Background information
- Also known as: "Sneaky Pete"
- Born: Peter E. Kleinow August 20, 1934
- Origin: South Bend, Indiana, U.S.
- Died: January 6, 2007 (aged 72) Petaluma, California, U.S.
- Genres: Country rock
- Occupation: Musician
- Instrument: Pedal steel guitar
- Formerly of: Flying Burrito Brothers

= Sneaky Pete Kleinow =

American country musician (1934–2007)

Peter E. "Sneaky Pete" Kleinow (August 20, 1934 – January 6, 2007) was an American country-rock musician and animator. He was a member of the band the Flying Burrito Brothers, and worked extensively as a session musician, playing pedal steel guitar for Joan Baez, Jackson Browne, The Byrds, Leonard Cohen, Joe Cocker, Rita Coolidge, Eagles, The Everly Brothers, Ringo Starr, John Lennon, The Steve Miller Band, Joni Mitchell, The Rolling Stones, Stevie Wonder, Spencer Davis, Little Richard, Linda Ronstadt, Jimmie Spheeris and many others. He is a member of the Steel Guitar Hall of Fame.

Kleinow is also noteworthy for having composed the Gumby theme song as well as being an animator on the 1960s iteration of the show.

==Biography==
Kleinow was born and raised in South Bend, Indiana; inspired by Jerry Byrd, he took up the pedal steel guitar in high school. Following graduation, he was employed for over a decade as a maintenance worker at the Michigan Department of Transportation. In 1963, he relocated to Los Angeles, where he began a career as a visual effects artist and stop motion animator in the film and television industry. After uncredited work on The Wonderful World of the Brothers Grimm (1962), The Outer Limits (1963–1965), and 7 Faces of Dr.
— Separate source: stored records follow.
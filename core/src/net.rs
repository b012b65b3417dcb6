/*
 * net.rs
 * Copyright (C) 2026 Chris Burdess
 *
 * This file is part of Strada, a blocking-style HTTP/1.1 client library.
 *
 * Strada is free software: you can redistribute it and/or modify
 * it under the terms of the GNU General Public License as published by
 * the Free Software Foundation, either version 3 of the License, or
 * (at your option) any later version.
 *
 * Strada is distributed in the hope that it will be useful,
 * but WITHOUT ANY WARRANTY; without even the implied warranty of
 * MERCHANTABILITY or FITNESS FOR A PARTICULAR PURPOSE.  See the
 * GNU General Public License for more details.
 *
 * You should have received a copy of the GNU General Public License
 * along with Strada.  If not, see <http://www.gnu.org/licenses/>.
 */

//! Shared TLS context: trust store and optional server identity, built once
//! and handed to any number of sessions.
//!
//! Cloning a `TlsContext` bumps a reference count; the configuration behind it
//! is immutable once built, so sessions on different threads may share it.

use std::fs::{self, File};
use std::io::BufReader;
use std::path::Path;
use std::sync::{Arc, OnceLock};

use rustls::pki_types::{CertificateDer, PrivateKeyDer};
use rustls::{ClientConfig, RootCertStore, ServerConfig};
use tracing::{debug, warn};

use crate::error::TlsConfigError;

/// Build a root certificate store: platform native certs first, then webpki-roots as fallback.
fn build_root_store() -> RootCertStore {
    let mut root_store = RootCertStore::empty();
    match rustls_native_certs::load_native_certs() {
        Ok(certs) => {
            let (added, ignored) = root_store.add_parsable_certificates(certs);
            debug!(added, ignored, "loaded native root certificates");
        }
        Err(e) => warn!(error = %e, "cannot load native root certificates"),
    }
    if root_store.is_empty() {
        root_store.roots = webpki_roots::TLS_SERVER_ROOTS.iter().cloned().collect();
    }
    root_store
}

static DEFAULT_CLIENT: OnceLock<TlsContext> = OnceLock::new();

struct Inner {
    client: Option<Arc<ClientConfig>>,
    server: Option<Arc<ServerConfig>>,
}

/// Reference-counted TLS configuration shared by sessions.
#[derive(Clone)]
pub struct TlsContext {
    inner: Arc<Inner>,
}

impl std::fmt::Debug for TlsContext {
    fn fmt(&self, f: &mut std::fmt::Formatter<'_>) -> std::fmt::Result {
        f.debug_struct("TlsContext")
            .field("client", &self.inner.client.is_some())
            .field("server", &self.inner.server.is_some())
            .field("shares", &self.share_count())
            .finish()
    }
}

impl TlsContext {
    /// Process-wide client context verifying against the platform (or Mozilla) roots.
    pub fn client_default() -> TlsContext {
        DEFAULT_CLIENT
            .get_or_init(|| {
                let config = ClientConfig::builder()
                    .with_root_certificates(build_root_store())
                    .with_no_client_auth();
                TlsContext {
                    inner: Arc::new(Inner {
                        client: Some(Arc::new(config)),
                        server: None,
                    }),
                }
            })
            .clone()
    }

    pub fn builder() -> TlsContextBuilder {
        TlsContextBuilder::default()
    }

    pub fn client_config(&self) -> Option<Arc<ClientConfig>> {
        self.inner.client.clone()
    }

    pub fn server_config(&self) -> Option<Arc<ServerConfig>> {
        self.inner.server.clone()
    }

    /// Number of live handles sharing this context.
    pub fn share_count(&self) -> usize {
        Arc::strong_count(&self.inner)
    }
}

/// Assembles a `TlsContext`. Without any verify source the OS/Mozilla roots are used.
#[derive(Debug, Default)]
pub struct TlsContextBuilder {
    roots: Option<RootCertStore>,
    cert_chain: Vec<CertificateDer<'static>>,
    key: Option<PrivateKeyDer<'static>>,
    alpn: Vec<Vec<u8>>,
}

impl TlsContextBuilder {
    fn roots_mut(&mut self) -> &mut RootCertStore {
        self.roots.get_or_insert_with(RootCertStore::empty)
    }

    /// Trust every certificate in a PEM file.
    pub fn load_verify_file(mut self, path: impl AsRef<Path>) -> Result<Self, TlsConfigError> {
        let path = path.as_ref();
        let certs = read_certs(path)?;
        if certs.is_empty() {
            return Err(TlsConfigError::NoCertificate(path.display().to_string()));
        }
        for cert in certs {
            self.roots_mut()
                .add(cert)
                .map_err(|e| TlsConfigError::Certificate(e.to_string()))?;
        }
        Ok(self)
    }

    /// Trust every parsable certificate found in PEM files in a directory.
    pub fn load_verify_dir(mut self, dir: impl AsRef<Path>) -> Result<Self, TlsConfigError> {
        let dir = dir.as_ref();
        let entries = fs::read_dir(dir).map_err(|source| TlsConfigError::Io {
            path: dir.display().to_string(),
            source,
        })?;
        let mut added = 0usize;
        for entry in entries.flatten() {
            let path = entry.path();
            if !path.is_file() {
                continue;
            }
            match read_certs(&path) {
                Ok(certs) => {
                    let (ok, _) = self.roots_mut().add_parsable_certificates(certs);
                    added += ok;
                }
                Err(e) => debug!(path = %path.display(), error = %e, "skipping"),
            }
        }
        if added == 0 {
            return Err(TlsConfigError::NoCertificate(dir.display().to_string()));
        }
        Ok(self)
    }

    /// Add the platform/Mozilla roots to whatever is already trusted.
    pub fn load_os_verify(mut self) -> Self {
        let os = build_root_store();
        self.roots_mut().roots.extend(os.roots);
        self
    }

    /// Trust certificates given as PEM text.
    pub fn add_root_pem(mut self, pem: &[u8]) -> Result<Self, TlsConfigError> {
        let certs = rustls_pemfile::certs(&mut &pem[..])
            .collect::<Result<Vec<_>, _>>()
            .map_err(|e| TlsConfigError::Certificate(e.to_string()))?;
        if certs.is_empty() {
            return Err(TlsConfigError::NoCertificate("PEM input".into()));
        }
        for cert in certs {
            self.roots_mut()
                .add(cert)
                .map_err(|e| TlsConfigError::Certificate(e.to_string()))?;
        }
        Ok(self)
    }

    /// Server certificate chain, PEM, leaf first.
    pub fn use_certificate_file(mut self, path: impl AsRef<Path>) -> Result<Self, TlsConfigError> {
        let path = path.as_ref();
        let certs = read_certs(path)?;
        if certs.is_empty() {
            return Err(TlsConfigError::NoCertificate(path.display().to_string()));
        }
        self.cert_chain = certs;
        Ok(self)
    }

    /// Server private key, PEM (PKCS#1, PKCS#8 or SEC1).
    pub fn use_private_key_file(mut self, path: impl AsRef<Path>) -> Result<Self, TlsConfigError> {
        let path = path.as_ref();
        let mut reader = open(path)?;
        let key = rustls_pemfile::private_key(&mut reader).map_err(|source| {
            TlsConfigError::Io {
                path: path.display().to_string(),
                source,
            }
        })?;
        match key {
            Some(key) => {
                self.key = Some(key);
                Ok(self)
            }
            None => Err(TlsConfigError::NoPrivateKey(path.display().to_string())),
        }
    }

    /// In-memory server identity, for callers that do not keep PEM files.
    pub fn use_identity(
        mut self,
        chain: Vec<CertificateDer<'static>>,
        key: PrivateKeyDer<'static>,
    ) -> Self {
        self.cert_chain = chain;
        self.key = Some(key);
        self
    }

    pub fn alpn_protocols(mut self, protocols: &[&[u8]]) -> Self {
        self.alpn = protocols.iter().map(|p| p.to_vec()).collect();
        self
    }

    /// Freeze the configuration. A server config is built only when both a
    /// certificate chain and a key were supplied.
    pub fn build(self) -> Result<TlsContext, TlsConfigError> {
        let roots = match self.roots {
            Some(roots) => roots,
            None => build_root_store(),
        };
        let mut client = ClientConfig::builder()
            .with_root_certificates(roots)
            .with_no_client_auth();
        client.alpn_protocols = self.alpn.clone();

        let server = match self.key {
            Some(key) if !self.cert_chain.is_empty() => {
                let mut server = ServerConfig::builder()
                    .with_no_client_auth()
                    .with_single_cert(self.cert_chain, key)?;
                server.alpn_protocols = self.alpn;
                Some(Arc::new(server))
            }
            _ => None,
        };
        Ok(TlsContext {
            inner: Arc::new(Inner {
                client: Some(Arc::new(client)),
                server,
            }),
        })
    }
}

fn open(path: &Path) -> Result<BufReader<File>, TlsConfigError> {
    File::open(path)
        .map(BufReader::new)
        .map_err(|source| TlsConfigError::Io {
            path: path.display().to_string(),
            source,
        })
}

fn read_certs(path: &Path) -> Result<Vec<CertificateDer<'static>>, TlsConfigError> {
    let mut reader = open(path)?;
    rustls_pemfile::certs(&mut reader)
        .collect::<Result<Vec<_>, _>>()
        .map_err(|source| TlsConfigError::Io {
            path: path.display().to_string(),
            source,
        })
}

#[cfg(test)]
mod tests {
    use super::*;

    #[test]
    fn clones_share_one_config() {
        let ctx = TlsContext::builder().build().unwrap();
        assert_eq!(ctx.share_count(), 1);
        let other = ctx.clone();
        assert_eq!(ctx.share_count(), 2);
        assert!(Arc::ptr_eq(
            &ctx.client_config().unwrap(),
            &other.client_config().unwrap()
        ));
        drop(other);
        assert_eq!(ctx.share_count(), 1);
        assert!(ctx.server_config().is_none());
    }

    #[test]
    fn default_client_context_is_cached() {
        let a = TlsContext::client_default();
        let b = TlsContext::client_default();
        assert!(Arc::ptr_eq(&a.inner, &b.inner));
    }

    #[test]
    fn empty_pem_is_rejected() {
        let err = TlsContext::builder().add_root_pem(b"").unwrap_err();
        assert!(matches!(err, TlsConfigError::NoCertificate(_)));
    }

    #[test]
    fn missing_verify_file_reports_path() {
        let err = TlsContext::builder()
            .load_verify_file("/nonexistent/strada-ca.pem")
            .unwrap_err();
        match err {
            TlsConfigError::Io { path, .. } => assert!(path.ends_with("strada-ca.pem")),
            other => panic!("unexpected {:?}", other),
        }
    }
}
/// What `set_target` did to the live connection.
#[derive(Debug, Clone, Copy, PartialEq, Eq)]
pub enum TargetChange {
    /// Same origin on a kept-alive connection; the next `perform` reuses it.
    Kept,
    /// Origin changed on a kept-alive connection; it was closed.
    Dropped,
    /// No kept-alive connection was involved.
    Unaffected,
}

fn lock(jar: &Mutex<CookieJar>) -> MutexGuard<'_, CookieJar> {
    jar.lock().unwrap_or_else(PoisonError::into_inner)
}

/// One request target plus the connection and response state around it.
///
/// Not reentrant: use one instance per thread, or lock around it.
pub struct HttpRequest {
    url: Url,
    method: Method,
    config: TransportConfig,
    request_headers: HeaderMap,
    response_headers: HeaderMap,
    stream: Option<HttpStream>,
    connection_origin: Option<Origin>,
    reader: LineReader,
    response_code: u16,
    status: String,
    got_response: bool,
    does_output: bool,
    does_input: bool,
    follows_location: bool,
    keep_alive: bool,
    /// The last response announced `Connection: close`.
    peer_closing: bool,
    cookie_jar: Option<Arc<Mutex<CookieJar>>>,
    tls_context: Option<TlsContext>,
    connections_opened: usize,
    socket_error: SocketError,
    tls_error: Option<rustls::Error>,
}

impl std::fmt::Debug for HttpRequest {
    fn fmt(&self, f: &mut std::fmt::Formatter<'_>) -> std::fmt::Result {
        f.debug_struct("HttpRequest")
            .field("url", &self.url.to_string())
            .field("method", &self.method)
            .field("response_code", &self.response_code)
            .field("connected", &self.is_connected())
            .finish()
    }
}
Lao (1964), Kleinow became closely associated with the long-running children's series Gumby and Davey and Goliath while moonlighting in the city's country-oriented nightclubs as a member of Smokey Rogers & the Western Caravan (from which his distinctive nickname originated) and the Detours (often deputizing for bandleader Red Rhodes, then frequently employed as a session musician).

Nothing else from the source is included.